Contents and AbstractsIntroduction chapter abstract

The introduction focuses on defining the central terms and agenda of an anthropology of policy. The chapter argues that policy narratives play a central role in making politics legible, that is, coherent and comprehensible, rather then setting out a concrete plan for future action. This chapter analyzes the process of policy problematization, through which particular social relationships, identities and practices are defined as requiring institutional intervention from the state, and how policy production generates alliances and support among competing bureaucracies through strategic ambiguity providing an appearance of institutional coherence and consensus among disparate programs. Such ambiguity also limits dissent and opposition. This chapter analyzes the challenges of ethnographic research on policy, developing the concept of "embedded ethnography," in which ethnographiers have taken on positions within organizations not as researchers, but in institutional roles gain valuable insight that enrich their later anthropological analysis.

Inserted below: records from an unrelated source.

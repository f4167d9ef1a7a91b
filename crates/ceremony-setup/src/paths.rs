//! Object key conventions for the artifacts `setupCeremony` uploads.

use shared_types::ZkeyIndex;

pub fn genesis_zkey_key(circuit_prefix: &str) -> String {
    format!(
        "circuits/{circuit_prefix}/contributions/{circuit_prefix}_{}.zkey",
        ZkeyIndex::genesis()
    )
}

pub fn pot_key(pot_exponent: u32) -> String {
    format!("pot/pot_{pot_exponent}.ptau")
}

pub fn wasm_key(circuit_prefix: &str) -> String {
    format!("circuits/{circuit_prefix}/{circuit_prefix}.wasm")
}

pub fn r1cs_key(circuit_prefix: &str) -> String {
    format!("circuits/{circuit_prefix}/{circuit_prefix}.r1cs")
}

#[cfg(test)]
mod tests {
    use super::*;

    #[test]
    fn keys_follow_the_storage_layout_table() {
        assert_eq!(genesis_zkey_key("small"), "circuits/small/contributions/small_00000.zkey");
        assert_eq!(pot_key(12), "pot/pot_12.ptau");
        assert_eq!(wasm_key("small"), "circuits/small/small.wasm");
        assert_eq!(r1cs_key("small"), "circuits/small/small.r1cs");
    }
}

1Domestic Drug Policy Goes to War chapter abstract

This chapter argues that the zero tolerance paradigm that the U.S. embraced domestically in the 1980s provided the ideological architecture for the subsequent militarization of domestic drug policy abroad. It begins with the history of the contemporary US war on drugs beginning with the Nixon Administration and traces how illegal narcotics emerged as a national security threat, requiring the war-fighting machinery of the U.S. to be applied in concert with foreign militaries throughout the Western Hemisphere and the reorientation of the military industrial bureaucracy. Increased military roles bolstered a range of institutional interests, including the U.S. Southern Command's efforts to increase their mission profile and Democratic concerns about the culture wars. The labeling of Revolutionary Armed Forces of Colombia as a narcoguerrilla meta-threat merged lingering Cold War fears of Communism with the escalating concern of hyper-violent traffickers.

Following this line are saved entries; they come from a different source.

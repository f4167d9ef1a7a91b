//! Canned `ZKeyEngine`: a deterministic test double for the
//! opaque MPC cryptography this workspace treats as out of scope. Never invoked in
//! production — a real deployment binds this port to snarkjs-equivalent
//! bindings or a subprocess.

use async_trait::async_trait;
use ceremony_ports::{CoreError, ExportedVerifier, VerificationOutcome, ZKeyEngine};
use std::sync::atomic::{AtomicBool, Ordering};

/// Returns a fixed validity verdict (configurable per test), and produces a
/// transcript and "zkey" that are simply derived from the inputs so
/// different scenarios hash differently.
pub struct CannedZKeyEngine {
    next_verdict: AtomicBool,
}

impl CannedZKeyEngine {
    pub fn new() -> Self {
        Self {
            next_verdict: AtomicBool::new(true),
        }
    }

    /// Configures the verdict the next `verify_from_init` call returns.
    /// Scenario tests use this to simulate a tampered contribution (S4).
    pub fn set_next_verdict(&self, valid: bool) {
        self.next_verdict.store(valid, Ordering::SeqCst);
    }
}

impl Default for CannedZKeyEngine {
    fn default() -> Self {
        Self::new()
    }
}

#[async_trait]
impl ZKeyEngine for CannedZKeyEngine {
    async fn verify_from_init(
        &self,
        genesis_zkey: &[u8],
        pot: &[u8],
        last_zkey: &[u8],
    ) -> Result<VerificationOutcome, CoreError> {
        let valid = self.next_verdict.load(Ordering::SeqCst);
        let mut transcript = Vec::new();
        transcript.extend_from_slice(b"verify-from-init\n");
        transcript.extend_from_slice(format!("genesis_len={}\n", genesis_zkey.len()).as_bytes());
        transcript.extend_from_slice(format!("pot_len={}\n", pot.len()).as_bytes());
        transcript.extend_from_slice(format!("last_len={}\n", last_zkey.len()).as_bytes());
        transcript.extend_from_slice(format!("valid={valid}\n").as_bytes());
        Ok(VerificationOutcome { valid, transcript })
    }

    async fn contribute(&self, prev_zkey: &[u8], entropy: &[u8]) -> Result<Vec<u8>, CoreError> {
        let mut next = prev_zkey.to_vec();
        next.extend_from_slice(entropy);
        Ok(next)
    }

    async fn beacon(
        &self,
        last_zkey: &[u8],
        pot: &[u8],
        entropy_beacon: &[u8],
        num_exp_iterations: u32,
    ) -> Result<Vec<u8>, CoreError> {
        let mut next = last_zkey.to_vec();
        next.extend_from_slice(pot);
        next.extend_from_slice(entropy_beacon);
        next.extend_from_slice(&num_exp_iterations.to_be_bytes());
        Ok(next)
    }

    async fn export_verifier_and_vkey(
        &self,
        final_zkey: &[u8],
        solidity_version: &str,
    ) -> Result<ExportedVerifier, CoreError> {
        let vkey_json = format!(
            "{{\"protocol\":\"groth16\",\"zkeyLen\":{}}}",
            final_zkey.len()
        )
        .into_bytes();
        let verifier_contract = format!(
            "// SPDX-License-Identifier: Unlicense\npragma solidity ^{solidity_version};\n\ncontract Verifier {{}}\n"
        )
        .into_bytes();
        Ok(ExportedVerifier {
            verifier_contract,
            vkey_json,
        })
    }
}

2Human Rights Policymaking and Military Aid chapter abstract

Chapter 2 tells the story of how an increasingly professionalized human rights lobby attempted to transform their documentation of abuses into specific policy reforms. Many of these activist practices originated with the Central America peace movement of the 1980s. One of the most important examples of human rights legislation was the Leahy Law, which prohibited US military counternarcotics assistance to foreign military units facing credible allegations of abuses, and its unintended consequences. First passed in 1997, the law emerged from strategic alliances between elite NGO advocates, grassroots activists and critically located Congressional aides. This chapter explores the resulting transformation of aid delivery: rather than suspend aid when no "clean" units could be found, US officials convinced their Colombian allies to create new units consisting of vetted soldiers. Implementation of the law reveals the knowledge practices inherent in policy implementation, the social production of credibility, and erased some forms of violence.

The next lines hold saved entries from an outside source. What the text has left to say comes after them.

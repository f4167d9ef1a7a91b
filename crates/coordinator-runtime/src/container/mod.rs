//! # Coordinator Container
//!
//! Central container holding every wired ceremony-* service with proper
//! lifetime management and dependency injection.
//!
//! - Stores/engines/providers are constructed first (Level 0)
//! - Services (`Scheduler`, `UploadCoordinator`, `Verifier`, `Finalizer`,
//!   `Setup`) are constructed from those, wired to the shared event bus
//!   (Level 1)
//! - `AppState` is assembled last, for the gateway to serve

pub mod build;
pub mod config;

pub use build::CoordinatorContainer;
pub use config::RuntimeConfig;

3Paramilitary Proxies chapter abstract

Chapter 3 examines evolving forms of counterinsurgency violence, arguing that the paramilitaries emerged as state proxies in part because of the human rights legislation that demanded accountability from official actors.

4Living Under Many Laws chapter abstract

Chapter 4 describes the strategies employed by Putumayans to shape their political future while living in a region contested by multiple actors claiming the right to govern during the coca boom of the 1990s. For much of the 1980s and 1990s, the FARC were the dominant power in the region, regulating local conflicts, organizing collective work, and imposing their rules. The Catholic Church played a critical role in developing a vision of peasant autonomy and political participation. Despite repeated protests and ongoing lobbying efforts, local farmers were unable to shift the counternarcotics program imposed by the US: aerial spraying of chemical herbicides. Beginning in the late 1990s, United Self Defense Forces paramilitary forces working with military commanders terrorized the region in order to consolidate their social and territorial control. Despite their criminalization and repression, peasant farmers in Putumayo used a range of tactics to encourage state presence in the region.

5Origin Stories chapter abstract

Chapter 5 employs origin stories produced through oral history interviews with policymakers to reveal agency and institutional action frequently hidden in public policy debates. The officials describe Plan Colombia as emerging from a range of policy priorities: a domestic counternarcotics policy intended to address the Clinton's administration moral crisis, a peace plan to bolster Colombian President Andres Pastrana's negotiations with the FARC, or a counterinsurgency program to defeat the Colombian guerrillas. This strategic ambiguity enabled the range of institutional alliances to coalesce in support of military aid. This chapter explores the functioning of the Plan Colombia Interagency Task Force, charged with creating Plan Colombia. The Colombian diplomatic corps also played an active role in shaping the aid package to fit their political agenda. Yet some lower ranking officials disputed the description of Plan Colombia as a consensus plan; they were the losers in the bureaucratic battles dominated by militarization.

6Competing Solidarities chapter abstract

This chapter explores how solidarity emerges from the resonance of a particular issue or population has with a set of could-be advocates and materially made through institutional and organizational channels. Supporters and critics imagined themselves as acting in solidarity with distinct categories of Colombians, from counternarcotics soldiers to human rights activists. For critics of Plan Colombia, this process reactivated activist identities and commitments, legacies of the Central American peace movement. The focus of this chapter is travel as a technique of emotional management, producing new forms of political subjectivities accompanied by expectations of political action. Travel played a central role in the construction of distinct sensory, affective and moral geographies. Congressional delegations focused on militarized technology, weaponry and enacted scenarios of counternarcotics operations. These excursions were channeled into larger political field valorizing militarized expertise delineating the boundaries of appropriate policy debates.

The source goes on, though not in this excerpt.